She pointed out that the virus usually dies within a few hours when it enters the external environment, including the consignment. The center does not yet have comprehensive information on the resistance of the virus to the external environment, but experts estimate that in the worst case, the coronavir could survive around the clock when it arrives at the consignment.
At present, the World Health Organization (WHO) and the European Center for Disease Prevention and Control (ECDC) do not impose any specific travel restrictions. At the same time, there are no restrictions on mail or trade. The representative of the SPKC explained that Latvia adhered to the recommendations of both organizations.

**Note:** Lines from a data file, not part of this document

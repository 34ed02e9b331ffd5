//! Chain-specific types and error definitions.

use thiserror::Error;

pub use crate::config::schema::BlockchainConfig;

/// Chain ID type for strong typing.
#[derive(Debug, Clone, Copy, PartialEq, Eq, Hash)]
pub struct ChainId(pub u64);

impl From<u64> for ChainId {
    fn from(id: u64) -> Self {
        Self(id)
    }
}

impl From<ChainId> for u64 {
    fn from(id: ChainId) -> Self {
        id.0
    }
}

/// Errors that can occur during blockchain queries.
#[derive(Debug, Error)]
pub enum ChainError {
    /// RPC connection or request failed on every configured provider.
    #[error("RPC error: {0}")]
    Rpc(String),

    /// RPC request timed out.
    #[error("RPC timeout after {0} seconds")]
    Timeout(u64),

    /// Chain configuration mismatch.
    #[error("Chain ID mismatch: expected {expected}, got {actual}")]
    ChainMismatch { expected: u64, actual: u64 },
}

/// Result type for blockchain operations.
pub type ChainResult<T> = Result<T, ChainError>;

#[cfg(test)]
mod tests {
    use super::*;

    #[test]
    fn test_chain_id_conversion() {
        let chain_id = ChainId::from(1u64);
        assert_eq!(chain_id.0, 1);
        assert_eq!(u64::from(chain_id), 1);
    }

    #[test]
    fn test_error_display() {
        let err = ChainError::Timeout(10);
        assert_eq!(err.to_string(), "RPC timeout after 10 seconds");

        let err = ChainError::ChainMismatch {
            expected: 1,
            actual: 31337,
        };
        assert!(err.to_string().contains("31337"));
    }
}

The SPCC is currently monitoring the spread of the virus and is constantly following the recommendations of the organizations. Given the similarity of the virus’s symptoms to the flu, the SPCC strongly encourages the population to be vaccinated.
Arāja informed that the coronavirus is mostly detected in mild form. As with the flu, patients die from co-morbidities such as respiratory infections, diabetes, chronic kidney and liver disease – the primary risk group is people between the ages of 53 and 89, a spokeswoman for the center said.
A spokeswoman for the center said the coronavirus was less dangerous than its related SARS, which claimed the lives of 349 people in mainland China in 2002 and 2003 and another 299 in Hong Kong.
Information compiled by the WHO for yesterday shows that there are currently 2014 cases of the virus. 1985 of them set in China. Within the region, Japan, Korea, Vietnam, Malaysia, Singapore, Nepal and Thailand have also reported cases. At present, only France has reported three cases of coronavirus in Europe. In the United States, two cases of the virus have been detected.
In almost all cases, patients became infected after a trip to Wuhan.
As reported, the SPKC has developed interim recommendations for medical institutions. They stipulate that general precautionary measures and measures for the prevention of communicable and airborne infectious diseases must be observed in healthcare institutions.
A patient suspected of having a coronavirus infection should be placed in a separate room for the isolation of a potentially aeorogenic infection and a surgical mask should be requested prior to isolation. Personal protective equipment should be worn by healthcare professionals who are cared for in the event of a suspected infection.
The SPKC also calls on medical authorities to immediately report any case of severe acute respiratory illness to a person who visited the Chinese city of Wuhan or was in contact with a patient who became ill after a trip to Wuhan during the 14 days prior to the illness.
In order to reduce the overall risk of acute respiratory infections, the SPCC recommends that all travelers avoid close contact with people with acute respiratory infections, wash their hands frequently, especially after contact with sick people or their surroundings, and avoid unprotected contact with agricultural or with wild animals and avoid market visits where live animals are sold or animal carcasses are processed.
“Approaching a critical stage” – a person can pass the coronavirus to a person before symptoms appear
If, however, during or 14 days after the trip, symptoms appear that indicate respiratory illnesses – fever, cough, difficulty breathing – the center should call for medical help and inform the doctor about the trip.
General recommendations for preventing the spread of infection are regular hand washing, covering the mouth and nose with coughing and sneezing, careful preparation of meat and eggs, and avoiding close contact with people with symptoms of respiratory disease.